Posted By: on 16th December 2019 | Category: Employment for You

Recently an office worker was awarded almost £82,000 for racial and gender harassment, having received an “outrageous and discriminatory” phone call from her employer, even though she had only been employed from March to August of the relevant year.

The courts have set out very clearly the reasonable steps that an employer should take in order to minimise the likelihood of such a claim. However having procedures in place is simply not sufficient; you must ensure that everyone is aware of and complies with them. It is very easy to be wise after the event, but so much better and far less expensive to get it right at the outset.

An office worker has been awarded almost £82,000 for claims of racial and gender harassment after receiving an “outrageous and discriminatory” phone call from her employer, a London employment tribunal (ET) has ruled. Even though she had only been employed from 6 March 2017 until her resignation on 7 August the same year

At a time of unparalleled focus on the goals of equality, diversity and the prevention of unfair discrimination, it seems odd that so many employers still struggle to properly understand and prevent discrimination in the workplace.

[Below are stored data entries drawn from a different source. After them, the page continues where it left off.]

// channel error types.

use thiserror::Error;


// ==== base error types ====


/// Error for trying to enqueue into a channel which no longer accepts messages
///
/// This is returned for channels which have been sealed, for constant channels which have already
/// been completed, and for closed channels. The rejected message is handed back.
#[derive(Debug, Copy, Clone, Eq, PartialEq, Ord, PartialOrd, Hash, Error)]
#[error("channel sealed")]
pub struct SealedError<T>(pub T);

impl<T> SealedError<T> {
    /// Take back the message which could not be enqueued
    pub fn into_inner(self) -> T {
        self.0
    }
}

/// Error for trying to register a callback on a channel which is closed
///
/// A closed channel is sealed and fully drained, so no callback registered on it could ever be
/// invoked.
#[derive(Debug, Copy, Clone, Eq, PartialEq, Ord, PartialOrd, Hash, Error)]
#[error("channel closed")]
pub struct ClosedError;

/// Error for waiting on a channel and the deadline passing before any message arrived
#[derive(Debug, Copy, Clone, Eq, PartialEq, Ord, PartialOrd, Hash, Error)]
#[error("timed out waiting for message")]
pub struct TimeoutError;


// ==== compound error types ====


macro_rules! compound_from {
    ($compound:ident {$(
        $variant:ident($inner:ty),
    )*})=>{$(
        impl From<$inner> for $compound {
            fn from(inner: $inner) -> Self {
                Self::$variant(inner)
            }
        }
    )*};
}

/// Error for blocking until a message arrives on a channel
#[derive(Debug, Copy, Clone, Eq, PartialEq, Ord, PartialOrd, Hash, Error)]
pub enum WaitError {
    /// The channel is closed, and no message remains to be received
    #[error(transparent)]
    Closed(ClosedError),
    /// No message arrived before the deadline
    #[error(transparent)]
    Timeout(TimeoutError),
}

compound_from!(WaitError {
    Closed(ClosedError),
    Timeout(TimeoutError),
});
use crate::graph::NodeId;
use gedgraph_core::Xref;
use std::collections::HashMap;

/// Maps record identifiers to graph nodes.
///
/// Lookups normalize their input, so `@I1@` and `I1` resolve alike.
#[derive(Debug, Default, Clone)]
pub struct XrefTable {
    by_xref: HashMap<Xref, NodeId>,
}

impl XrefTable {
    /// Registers a node. Returns the previous node for the same xref, if any.
    pub fn insert(&mut self, xref: Xref, id: NodeId) -> Option<NodeId> {
        self.by_xref.insert(xref, id)
    }

    /// Resolves a raw or normalized identifier.
    pub fn resolve(&self, id: &str) -> Option<NodeId> {
        self.by_xref.get(Xref::new(id).as_str()).copied()
    }
}

#[cfg(test)]
mod tests {
    use super::*;

    #[test]
    fn test_insert_resolve() {
        let mut table = XrefTable::default();
        let id = NodeId::new(1);

        assert_eq!(table.insert(Xref::new("@I1@"), id), None);

        assert_eq!(table.resolve("I1"), Some(id));
        assert_eq!(table.resolve("@I1@"), Some(id));
        assert_eq!(table.resolve("I2"), None);

        let other = NodeId::new(2);
        assert_eq!(table.insert(Xref::new("I1"), other), Some(id));
    }
}
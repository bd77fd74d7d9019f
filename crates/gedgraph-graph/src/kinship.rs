//! Human-readable kinship labels.
//!
//! A label says what the end of a path is to its start. Blood relatives
//! are joined by a path that climbs to a common ancestor and then descends,
//! so the label follows from the number of steps up and down. Any other
//! shape passes through a partner.

use crate::edge::Direction;
use crate::path::RelationshipPath;

/// Describes the relationship a path represents.
pub fn describe(path: &RelationshipPath) -> String {
    if path.is_empty() {
        return "Same individual".to_string();
    }

    let Some((up, down)) = climb_and_descend(path) else {
        let directions: Vec<Direction> = path.steps.iter().map(|s| s.direction).collect();
        if directions == [Direction::Child, Direction::Parent] {
            return "Co-parents".to_string();
        }
        return format!("Related by marriage ({} steps)", path.length());
    };

    let label = match (up, down) {
        (0, d) => lineal(d, "child"),
        (u, 0) => lineal(u, "parent"),
        (1, 1) => "siblings".to_string(),
        (1, 2) => "niece or nephew".to_string(),
        (1, d) => {
            let prefix = greats(d - 3);
            format!("{prefix}grandniece or {prefix}grandnephew")
        }
        (2, 1) => "aunt or uncle".to_string(),
        (u, 1) => {
            let prefix = greats(u - 2);
            format!("{prefix}aunt or {prefix}uncle")
        }
        (u, d) => cousins(u.min(d) - 1, u.abs_diff(d)),
    };

    let collateral = up > 0 && down > 0;
    if collateral && !path.is_full_blood() {
        capitalize(&format!("half {}", label))
    } else {
        capitalize(&label)
    }
}

/// Steps up then steps down, or None if the path turns upward again.
fn climb_and_descend(path: &RelationshipPath) -> Option<(usize, usize)> {
    let up = path.steps.iter().take_while(|s| s.is_parent()).count();
    let rest = &path.steps[up..];
    if rest.iter().any(|s| s.is_parent()) {
        return None;
    }
    Some((up, rest.len()))
}

/// Parent, grandparent, great-grandparent, 2nd great-grandparent, ...
fn lineal(generations: usize, noun: &str) -> String {
    match generations {
        1 => noun.to_string(),
        2 => format!("grand{}", noun),
        n => format!("{}grand{}", greats(n - 2), noun),
    }
}

fn greats(n: usize) -> String {
    match n {
        0 => String::new(),
        1 => "great-".to_string(),
        n => format!("{} great-", ordinal(n)),
    }
}

fn cousins(degree: usize, removed: usize) -> String {
    let degree = match degree {
        1 => "first".to_string(),
        2 => "second".to_string(),
        3 => "third".to_string(),
        4 => "fourth".to_string(),
        5 => "fifth".to_string(),
        n => ordinal(n),
    };
    match removed {
        0 => format!("{} cousins", degree),
        1 => format!("{} cousins once removed", degree),
        2 => format!("{} cousins twice removed", degree),
        n => format!("{} cousins {} times removed", degree, n),
    }
}

fn ordinal(n: usize) -> String {
    let suffix = match (n % 10, n % 100) {
        (_, 11..=13) => "th",
        (1, _) => "st",
        (2, _) => "nd",
        (3, _) => "rd",
        _ => "th",
    };
    format!("{}{}", n, suffix)
}

fn capitalize(s: &str) -> String {
    let mut chars = s.chars();
    match chars.next() {
        Some(first) => first.to_uppercase().chain(chars).collect(),
        None => String::new(),
    }
}

#[cfg(test)]
mod tests {
    use super::*;
    use crate::edge::{BloodType, Lineage};
    use crate::path::PathStep;
    use gedgraph_core::Xref;

    fn path(shape: &str) -> RelationshipPath {
        let steps = shape
            .chars()
            .enumerate()
            .map(|(i, c)| PathStep {
                from: Xref::new(&format!("P{}", i)),
                to: Xref::new(&format!("P{}", i + 1)),
                direction: if c == 'u' {
                    Direction::Parent
                } else {
                    Direction::Child
                },
                blood: BloodType::Full,
                lineage: Lineage::Male,
                family: Xref::new("F1"),
            })
            .collect();
        RelationshipPath::new(
            Xref::new("P0"),
            Xref::new(&format!("P{}", shape.len())),
            steps,
        )
    }

    #[test]
    fn test_lineal() {
        assert_eq!(describe(&path("")), "Same individual");
        assert_eq!(describe(&path("u")), "Parent");
        assert_eq!(describe(&path("uu")), "Grandparent");
        assert_eq!(describe(&path("uuu")), "Great-grandparent");
        assert_eq!(describe(&path("uuuu")), "2nd great-grandparent");
        assert_eq!(describe(&path("d")), "Child");
        assert_eq!(describe(&path("ddd")), "Great-grandchild");
    }

    #[test]
    fn test_collateral() {
        assert_eq!(describe(&path("ud")), "Siblings");
        assert_eq!(describe(&path("udd")), "Niece or nephew");
        assert_eq!(describe(&path("uddd")), "Grandniece or grandnephew");
        assert_eq!(describe(&path("uud")), "Aunt or uncle");
        assert_eq!(describe(&path("uuud")), "Great-aunt or great-uncle");
        assert_eq!(describe(&path("uuuud")), "2nd great-aunt or 2nd great-uncle");
        assert_eq!(
            describe(&path("udddd")),
            "Great-grandniece or great-grandnephew"
        );
        assert_eq!(describe(&path("uudd")), "First cousins");
        assert_eq!(describe(&path("uuuddd")), "Second cousins");
        assert_eq!(describe(&path("uuudd")), "First cousins once removed");
        assert_eq!(describe(&path("uuuuddddd")), "Third cousins once removed");
    }

    #[test]
    fn test_half_blood() {
        let mut siblings = path("ud");
        siblings.steps[1].blood = BloodType::Half;
        assert_eq!(describe(&siblings), "Half siblings");

        let mut cousins = path("uudd");
        cousins.steps[2].blood = BloodType::Half;
        assert_eq!(describe(&cousins), "Half first cousins");
    }

    #[test]
    fn test_through_partner() {
        assert_eq!(describe(&path("du")), "Co-parents");
        assert_eq!(describe(&path("udu")), "Related by marriage (3 steps)");
        assert_eq!(describe(&path("duud")), "Related by marriage (4 steps)");
    }

    #[test]
    fn test_ordinal() {
        assert_eq!(ordinal(2), "2nd");
        assert_eq!(ordinal(11), "11th");
        assert_eq!(ordinal(23), "23rd");
    }
}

The Equality Act 2010, which implemented the principle of equal treatment and brought together our various laws on discrimination, is the basis of the law in this area. It prohibits direct discrimination, indirect discrimination, harassment and victimisation in the employment field on the grounds of any of the ‘protected characteristics’ which it identifies (and which protections incidentally also apply in the provision of goods, facilities and services, the exercise of public functions, premises, education and the membership of clubs and associations).

Proper training is key not just to the implementation and enforcement of policy (reducing the likelihood of discriminatory acts in the first instance), but also, if discrimination has taken place, to an employer being able to demonstrate it took ‘reasonable steps’ to prevent the discrimination (and thus avoiding liability for that discrimination).

The key steps to prevention mirror closely the key actions required of an employer in demonstrating it has taken reasonable steps to avoid discrimination occurring.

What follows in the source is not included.